### Supplied information
BEGIN
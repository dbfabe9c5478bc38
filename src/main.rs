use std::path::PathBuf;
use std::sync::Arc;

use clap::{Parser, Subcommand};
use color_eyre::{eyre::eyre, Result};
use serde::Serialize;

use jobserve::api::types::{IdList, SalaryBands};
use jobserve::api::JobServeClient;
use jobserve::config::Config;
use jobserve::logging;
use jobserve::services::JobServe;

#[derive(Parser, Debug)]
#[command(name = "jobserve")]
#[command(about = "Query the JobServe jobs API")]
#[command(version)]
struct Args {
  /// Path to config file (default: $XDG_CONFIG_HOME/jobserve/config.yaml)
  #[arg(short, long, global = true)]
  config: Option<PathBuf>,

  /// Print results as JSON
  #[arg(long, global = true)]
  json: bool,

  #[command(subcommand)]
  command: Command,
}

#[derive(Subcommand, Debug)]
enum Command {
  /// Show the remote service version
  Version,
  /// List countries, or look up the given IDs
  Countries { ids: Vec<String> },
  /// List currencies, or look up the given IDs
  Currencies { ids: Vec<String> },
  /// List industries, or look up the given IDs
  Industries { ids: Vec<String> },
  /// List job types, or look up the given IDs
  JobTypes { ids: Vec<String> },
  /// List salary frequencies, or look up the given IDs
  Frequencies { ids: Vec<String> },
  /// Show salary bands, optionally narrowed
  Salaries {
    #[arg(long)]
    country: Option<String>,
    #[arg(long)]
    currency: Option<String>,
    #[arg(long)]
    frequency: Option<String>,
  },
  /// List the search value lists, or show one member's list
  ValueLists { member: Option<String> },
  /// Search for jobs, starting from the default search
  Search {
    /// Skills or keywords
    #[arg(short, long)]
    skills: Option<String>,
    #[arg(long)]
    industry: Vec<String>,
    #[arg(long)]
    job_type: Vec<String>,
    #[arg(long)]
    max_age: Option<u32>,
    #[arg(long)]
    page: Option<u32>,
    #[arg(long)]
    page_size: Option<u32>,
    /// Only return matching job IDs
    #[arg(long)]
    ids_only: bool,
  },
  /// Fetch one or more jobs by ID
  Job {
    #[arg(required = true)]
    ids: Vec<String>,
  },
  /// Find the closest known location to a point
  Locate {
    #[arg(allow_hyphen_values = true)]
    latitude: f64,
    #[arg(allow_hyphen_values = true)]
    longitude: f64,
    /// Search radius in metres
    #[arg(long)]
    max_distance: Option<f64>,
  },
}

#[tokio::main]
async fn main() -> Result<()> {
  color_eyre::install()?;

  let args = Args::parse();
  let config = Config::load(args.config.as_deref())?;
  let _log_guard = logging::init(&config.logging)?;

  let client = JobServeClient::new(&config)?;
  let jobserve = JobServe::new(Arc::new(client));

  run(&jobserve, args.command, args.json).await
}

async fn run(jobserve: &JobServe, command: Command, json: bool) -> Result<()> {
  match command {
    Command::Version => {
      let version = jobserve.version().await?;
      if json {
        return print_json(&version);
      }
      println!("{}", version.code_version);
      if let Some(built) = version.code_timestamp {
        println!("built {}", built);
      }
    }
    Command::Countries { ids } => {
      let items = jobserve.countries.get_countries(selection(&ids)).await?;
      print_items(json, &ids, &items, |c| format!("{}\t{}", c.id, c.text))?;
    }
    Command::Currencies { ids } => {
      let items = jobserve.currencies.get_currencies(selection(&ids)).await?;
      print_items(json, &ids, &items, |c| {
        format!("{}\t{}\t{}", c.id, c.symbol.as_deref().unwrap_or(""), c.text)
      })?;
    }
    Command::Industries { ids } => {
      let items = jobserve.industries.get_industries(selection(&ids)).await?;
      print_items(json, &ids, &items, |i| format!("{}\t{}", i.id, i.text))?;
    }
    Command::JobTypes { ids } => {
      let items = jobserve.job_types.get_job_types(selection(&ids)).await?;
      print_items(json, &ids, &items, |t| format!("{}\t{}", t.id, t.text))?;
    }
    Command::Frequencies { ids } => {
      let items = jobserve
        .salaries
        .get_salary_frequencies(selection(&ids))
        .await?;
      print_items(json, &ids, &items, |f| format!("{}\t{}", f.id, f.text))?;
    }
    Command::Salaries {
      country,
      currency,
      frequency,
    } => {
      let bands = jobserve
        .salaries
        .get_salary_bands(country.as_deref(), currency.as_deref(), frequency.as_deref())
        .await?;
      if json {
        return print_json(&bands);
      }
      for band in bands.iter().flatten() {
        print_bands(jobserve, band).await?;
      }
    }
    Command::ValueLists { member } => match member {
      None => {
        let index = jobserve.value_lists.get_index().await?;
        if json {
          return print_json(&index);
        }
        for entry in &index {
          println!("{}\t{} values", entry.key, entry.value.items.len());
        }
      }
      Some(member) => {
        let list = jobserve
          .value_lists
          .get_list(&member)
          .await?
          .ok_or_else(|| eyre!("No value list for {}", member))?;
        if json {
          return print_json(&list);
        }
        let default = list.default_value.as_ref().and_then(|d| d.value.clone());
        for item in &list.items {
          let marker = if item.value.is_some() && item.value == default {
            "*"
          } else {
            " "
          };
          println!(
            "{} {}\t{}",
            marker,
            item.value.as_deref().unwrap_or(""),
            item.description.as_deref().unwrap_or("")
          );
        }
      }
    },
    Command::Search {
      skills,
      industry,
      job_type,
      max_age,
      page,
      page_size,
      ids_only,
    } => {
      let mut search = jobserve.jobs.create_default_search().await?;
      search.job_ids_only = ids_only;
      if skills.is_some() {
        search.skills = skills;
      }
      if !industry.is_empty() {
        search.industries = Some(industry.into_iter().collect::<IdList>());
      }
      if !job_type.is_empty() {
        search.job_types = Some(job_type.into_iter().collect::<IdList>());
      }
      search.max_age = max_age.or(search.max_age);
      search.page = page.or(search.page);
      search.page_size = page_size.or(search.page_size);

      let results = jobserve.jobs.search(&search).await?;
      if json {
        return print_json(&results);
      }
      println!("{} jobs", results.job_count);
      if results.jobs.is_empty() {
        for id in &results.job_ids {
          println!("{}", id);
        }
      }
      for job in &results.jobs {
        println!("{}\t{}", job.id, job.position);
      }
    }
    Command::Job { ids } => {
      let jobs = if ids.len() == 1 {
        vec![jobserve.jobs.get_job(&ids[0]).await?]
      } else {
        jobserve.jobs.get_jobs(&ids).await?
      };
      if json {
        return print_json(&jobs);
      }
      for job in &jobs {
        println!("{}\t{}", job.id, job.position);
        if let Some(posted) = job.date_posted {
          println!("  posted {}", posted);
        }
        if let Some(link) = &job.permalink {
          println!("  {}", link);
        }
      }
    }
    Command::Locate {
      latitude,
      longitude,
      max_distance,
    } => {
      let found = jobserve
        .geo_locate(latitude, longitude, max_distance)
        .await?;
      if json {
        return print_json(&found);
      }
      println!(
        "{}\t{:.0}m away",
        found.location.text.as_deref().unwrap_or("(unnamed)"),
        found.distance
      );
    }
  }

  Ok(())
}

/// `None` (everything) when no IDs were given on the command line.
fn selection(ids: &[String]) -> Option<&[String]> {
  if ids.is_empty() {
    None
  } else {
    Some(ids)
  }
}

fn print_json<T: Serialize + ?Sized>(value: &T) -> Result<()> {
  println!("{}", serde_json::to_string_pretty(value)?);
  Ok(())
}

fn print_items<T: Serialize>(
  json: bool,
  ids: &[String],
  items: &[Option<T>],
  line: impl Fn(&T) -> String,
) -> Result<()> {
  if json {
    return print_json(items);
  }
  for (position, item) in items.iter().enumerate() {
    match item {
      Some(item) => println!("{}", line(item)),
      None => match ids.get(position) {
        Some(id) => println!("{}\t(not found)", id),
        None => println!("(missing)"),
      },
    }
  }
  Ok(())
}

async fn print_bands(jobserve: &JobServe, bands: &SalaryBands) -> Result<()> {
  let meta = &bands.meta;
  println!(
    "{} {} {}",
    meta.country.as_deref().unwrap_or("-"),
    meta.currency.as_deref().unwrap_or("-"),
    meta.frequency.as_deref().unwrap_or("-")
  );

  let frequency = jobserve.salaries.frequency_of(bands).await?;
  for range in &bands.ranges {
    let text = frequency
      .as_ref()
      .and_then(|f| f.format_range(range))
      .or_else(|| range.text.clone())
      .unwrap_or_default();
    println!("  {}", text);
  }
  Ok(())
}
END
Only the lines holding "results" are wanted, so copy each of them from the material.

### Problem solution
  /// Print results as JSON
      let results = jobserve.jobs.search(&search).await?;
        return print_json(&results);
      println!("{} jobs", results.job_count);
      if results.jobs.is_empty() {
        for id in &results.job_ids {
      for job in &results.jobs {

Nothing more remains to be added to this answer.